Corvettes always seem to run hot. From our experience, they have run hot since the C4.  Heck maybe even before that but we are not old enough to have experienced those models! Our Project C7 Corvette is no exception.  We have already done some cooling mods with the addition of GM Performances auxiliary radiator.  However, with the summer temperatures of our Southern California tracks reaching into the 100’s, we deemed that we needed even more cooling to assure bombproof reliably of Project C7.  CSF Radiators came to our aid with their new high-performance bolt-in radiator and we were going to test it for ease of installation and for cooling effectiveness on the track.

The CSF radiator is designed as a pure bolt-in direct replacement part of the OEM radiator.  The OEM radiator has crimped on plastic end tanks that are prone to leak, especially with age or high pressures. The CSF radiator has fabricated tig welded aluminum end tanks that are furnace brazed to the core. This is a much stronger construction method than the stock radiator.

The CSF radiator has tig welded, leak-free, formed hose bibs and provisions for the factory air guides to make installation easier.

The CSF radiator has provisions for the factory vents and surge tank.

These clips on the CSF radiator are for the OEM fan assembly.

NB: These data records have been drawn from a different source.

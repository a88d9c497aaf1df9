//! `run` command implementation.

use anyhow::{Context, Result};
use std::time::Duration;
use tokio::sync::watch;
use tracing::{info, warn};

use crate::cli::RunArgs;
use crate::error::CliError;
use crate::pipeline::{Pipeline, PipelineConfig};

/// Execute the `run` command
pub async fn run_pipeline(args: &RunArgs) -> Result<()> {
    info!(config = %args.config.display(), "Loading configuration");

    if !args.config.exists() {
        return Err(CliError::config_not_found(args.config.display().to_string()).into());
    }

    let mut blueprint = config_loader::ConfigLoader::load_from_path(&args.config)
        .with_context(|| format!("Failed to load config from {}", args.config.display()))?;

    // Apply CLI overrides
    if args.max_frames > 0 {
        info!(max_frames = args.max_frames, "Overriding max frames from CLI");
        blueprint.simulation.max_frames = args.max_frames;
    }
    if let Some(delta) = args.delta_time {
        if !(delta.is_finite() && delta > 0.0) {
            return Err(CliError::invalid_override("delta-time", "must be a positive number").into());
        }
        info!(delta, "Overriding default delta time from CLI");
        blueprint.simulation.default_delta_time = delta;
    }

    info!(
        sensors = blueprint.sensors.len(),
        annotation_definitions = blueprint.annotation_definitions.len(),
        metric_definitions = blueprint.metric_definitions.len(),
        sinks = blueprint.sinks.len(),
        frame_budget = ?blueprint.frame_budget(),
        "Configuration loaded"
    );

    if args.dry_run {
        info!("Dry run mode - configuration is valid, exiting");
        print_config_summary(&blueprint);
        return Ok(());
    }

    let pipeline_config = PipelineConfig {
        blueprint,
        async_delay: args.async_delay,
        realtime: args.realtime,
        timeout: (args.timeout > 0).then(|| Duration::from_secs(args.timeout)),
        buffer_size: args.buffer_size,
        metrics_port: (args.metrics_port > 0).then_some(args.metrics_port),
    };

    let (shutdown_tx, shutdown_rx) = watch::channel(false);
    let signal_task = tokio::spawn(async move {
        shutdown_signal().await;
        warn!("Received shutdown signal, stopping capture...");
        let _ = shutdown_tx.send(true);
    });

    info!("Starting pipeline...");
    let result = Pipeline::new(pipeline_config).run(shutdown_rx).await;
    signal_task.abort();

    let stats = result.context("Pipeline execution failed")?;
    info!(
        frames = stats.host.frames,
        captures = stats.host.captures,
        duration_secs = stats.duration.as_secs_f64(),
        fps = format!("{:.2}", stats.fps()),
        "Pipeline completed successfully"
    );
    stats.print_summary();

    info!("Capture Sim finished");
    Ok(())
}

/// Wait for Ctrl+C or SIGTERM
async fn shutdown_signal() {
    let ctrl_c = async {
        if let Err(e) = tokio::signal::ctrl_c().await {
            warn!(error = %e, "Failed to install Ctrl+C handler");
            std::future::pending::<()>().await;
        }
    };

    #[cfg(unix)]
    let terminate = async {
        match tokio::signal::unix::signal(tokio::signal::unix::SignalKind::terminate()) {
            Ok(mut signal) => {
                signal.recv().await;
            }
            Err(e) => {
                warn!(error = %e, "Failed to install SIGTERM handler");
                std::future::pending::<()>().await;
            }
        }
    };

    #[cfg(not(unix))]
    let terminate = std::future::pending::<()>();

    tokio::select! {
        _ = ctrl_c => {},
        _ = terminate => {},
    }
}

/// Print configuration summary for dry-run mode
fn print_config_summary(blueprint: &contracts::CaptureBlueprint) {
    let sim = &blueprint.simulation;
    println!("\n=== Configuration Summary ===\n");
    println!("Simulation:");
    println!("  Default delta time: {}s", sim.default_delta_time);
    match blueprint.frame_budget() {
        Some(budget) => println!("  Frame budget: {}", budget),
        None => println!("  Frame budget: unlimited"),
    }
    if sim.frames_per_sequence > 0 {
        println!(
            "  Sequences: {} x {} frames",
            sim.sequences, sim.frames_per_sequence
        );
    }

    println!("\nSensors ({}):", blueprint.sensors.len());
    for sensor in &blueprint.sensors {
        println!(
            "  - {} ({}, {:?}) every {}s",
            sensor.name,
            sensor.definition.modality,
            sensor.definition.trigger_mode,
            sensor.definition.capture_interval()
        );
    }

    if !blueprint.sinks.is_empty() {
        println!("\nSinks ({}):", blueprint.sinks.len());
        for sink in &blueprint.sinks {
            println!("  - {} ({:?})", sink.name, sink.sink_type);
        }
    }

    println!();
}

This helps make an easy installation out of putting the OEM fan and shroud straight in.


  1. It’s interesting that the radiator guide only needs to cover 1/3 of the radiator.

    I can guess at a few of the factors that go into the consideration of this choice, but coming up with the idea of partial coverage is the stroke of genius. Deciding on how much to cover must be an interesting exercise too.

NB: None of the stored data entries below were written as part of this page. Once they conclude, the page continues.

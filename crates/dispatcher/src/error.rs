//! Errors raised while wiring sinks

use std::io;
use std::path::PathBuf;

use thiserror::Error;

#[derive(Debug, Error)]
pub enum DispatcherError {
    /// Two sinks share one name, so their metrics cannot be told apart
    #[error("sink name '{0}' is configured more than once")]
    DuplicateSink(String),

    #[error("sink '{sink}' is missing required parameter '{param}'")]
    MissingParam { sink: String, param: &'static str },

    #[error("sink '{sink}' has invalid value '{value}' for parameter '{param}'")]
    InvalidParam {
        sink: String,
        param: &'static str,
        value: String,
    },

    #[error("sink '{sink}' cannot open {path:?}: {source}")]
    OpenOutput {
        sink: String,
        path: PathBuf,
        #[source]
        source: io::Error,
    },
}

impl DispatcherError {
    pub fn missing_param(sink: impl Into<String>, param: &'static str) -> Self {
        Self::MissingParam {
            sink: sink.into(),
            param,
        }
    }

    pub fn invalid_param(sink: impl Into<String>, param: &'static str, value: impl Into<String>) -> Self {
        Self::InvalidParam {
            sink: sink.into(),
            param,
            value: value.into(),
        }
    }

    /// Name of the sink the error belongs to
    pub fn sink(&self) -> &str {
        match self {
            Self::DuplicateSink(sink)
            | Self::MissingParam { sink, .. }
            | Self::InvalidParam { sink, .. }
            | Self::OpenOutput { sink, .. } => sink,
        }
    }
}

    1. My opinion is that GM wanted to have some airflow through the engine compartment to keep the cats from cooking off stuff in there, so some air is vented out the hood, the rest flows through the engine compartment, keeps the cats cool and then exits out the fender vents.

      1. And it also prevents any problems with driving or parking your car in heavy rain because the water does not touch any engine components.

  2. what temps were you guys hitting with the aux rad installed before switching to the CSF? You say C7’s hit 220-230 at the track, but nothing about specifically this car before and after…

    also, limp mode is 260. at 230 they start pulling timing and reducing power.

  3. You provided pictures and instructions for installing the CSF Radiator. But you failed to provide information on how to order it and l have no idea on how much it may cost to obtain it.